» **WORK REQUIRED**: Below are the records; copy each line in which "Rounding" occurs.
RECORDS FOR THIS TASK section start
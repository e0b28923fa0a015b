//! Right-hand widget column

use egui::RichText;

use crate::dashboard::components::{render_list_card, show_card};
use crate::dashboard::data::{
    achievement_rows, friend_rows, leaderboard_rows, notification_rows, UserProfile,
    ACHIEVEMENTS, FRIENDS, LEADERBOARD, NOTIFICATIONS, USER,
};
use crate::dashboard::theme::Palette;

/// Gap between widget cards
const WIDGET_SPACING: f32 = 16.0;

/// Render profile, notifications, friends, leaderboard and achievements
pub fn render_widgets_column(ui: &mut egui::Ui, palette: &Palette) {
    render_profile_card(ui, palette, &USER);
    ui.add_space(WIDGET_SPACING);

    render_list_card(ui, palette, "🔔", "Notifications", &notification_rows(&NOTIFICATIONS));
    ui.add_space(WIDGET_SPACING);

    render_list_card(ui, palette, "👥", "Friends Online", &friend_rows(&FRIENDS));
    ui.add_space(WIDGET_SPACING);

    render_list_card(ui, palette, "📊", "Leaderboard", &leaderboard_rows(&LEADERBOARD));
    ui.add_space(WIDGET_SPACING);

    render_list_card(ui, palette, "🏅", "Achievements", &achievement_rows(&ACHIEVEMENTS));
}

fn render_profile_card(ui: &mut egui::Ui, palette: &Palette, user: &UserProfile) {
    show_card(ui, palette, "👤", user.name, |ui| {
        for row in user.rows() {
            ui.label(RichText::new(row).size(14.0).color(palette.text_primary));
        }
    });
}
RECORDS FOR THIS TASK section end
RECORDS FOR THIS TASK section start
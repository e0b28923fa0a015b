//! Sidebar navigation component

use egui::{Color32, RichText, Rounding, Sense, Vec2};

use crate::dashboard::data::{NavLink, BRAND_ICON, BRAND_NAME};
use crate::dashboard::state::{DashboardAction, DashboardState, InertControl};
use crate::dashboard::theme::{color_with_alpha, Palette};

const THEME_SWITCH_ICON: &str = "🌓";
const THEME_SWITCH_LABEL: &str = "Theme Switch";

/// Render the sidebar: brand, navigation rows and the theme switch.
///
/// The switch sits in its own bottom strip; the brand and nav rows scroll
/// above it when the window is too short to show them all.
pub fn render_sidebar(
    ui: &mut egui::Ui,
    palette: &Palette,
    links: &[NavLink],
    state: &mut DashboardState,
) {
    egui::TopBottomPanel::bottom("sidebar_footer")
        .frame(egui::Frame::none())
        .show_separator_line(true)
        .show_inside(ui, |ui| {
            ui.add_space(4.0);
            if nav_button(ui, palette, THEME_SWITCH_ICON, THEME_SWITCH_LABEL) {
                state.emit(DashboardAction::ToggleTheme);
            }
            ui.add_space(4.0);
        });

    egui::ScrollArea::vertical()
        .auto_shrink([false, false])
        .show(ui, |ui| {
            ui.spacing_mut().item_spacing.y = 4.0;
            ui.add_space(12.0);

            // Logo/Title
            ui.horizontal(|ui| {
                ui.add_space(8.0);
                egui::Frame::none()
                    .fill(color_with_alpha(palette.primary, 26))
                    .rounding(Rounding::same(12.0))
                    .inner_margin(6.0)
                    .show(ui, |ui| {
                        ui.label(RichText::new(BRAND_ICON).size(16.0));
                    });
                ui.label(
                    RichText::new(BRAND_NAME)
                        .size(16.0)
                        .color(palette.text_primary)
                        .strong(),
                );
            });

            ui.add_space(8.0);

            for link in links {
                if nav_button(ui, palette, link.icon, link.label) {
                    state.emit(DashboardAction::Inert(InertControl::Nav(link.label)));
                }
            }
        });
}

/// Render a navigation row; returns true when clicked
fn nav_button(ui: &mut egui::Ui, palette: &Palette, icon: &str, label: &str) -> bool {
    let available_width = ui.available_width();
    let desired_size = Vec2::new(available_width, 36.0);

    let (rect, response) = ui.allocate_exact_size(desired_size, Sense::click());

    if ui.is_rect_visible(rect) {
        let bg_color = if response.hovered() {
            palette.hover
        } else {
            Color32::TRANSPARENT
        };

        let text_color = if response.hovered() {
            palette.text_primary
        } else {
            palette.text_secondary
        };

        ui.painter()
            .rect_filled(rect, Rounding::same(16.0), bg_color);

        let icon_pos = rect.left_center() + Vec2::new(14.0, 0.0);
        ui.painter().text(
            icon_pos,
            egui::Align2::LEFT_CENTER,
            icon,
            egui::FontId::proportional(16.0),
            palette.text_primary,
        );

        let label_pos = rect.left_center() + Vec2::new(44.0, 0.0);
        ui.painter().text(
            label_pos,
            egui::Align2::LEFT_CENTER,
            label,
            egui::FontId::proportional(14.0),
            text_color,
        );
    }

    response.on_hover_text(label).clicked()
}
RECORDS FOR THIS TASK section end
» **OUTPUT OF THE EXERCISE**:
use egui::{Color32, RichText, Rounding, Sense, Vec2};
                    .rounding(Rounding::same(12.0))
            .rect_filled(rect, Rounding::same(16.0), bg_color);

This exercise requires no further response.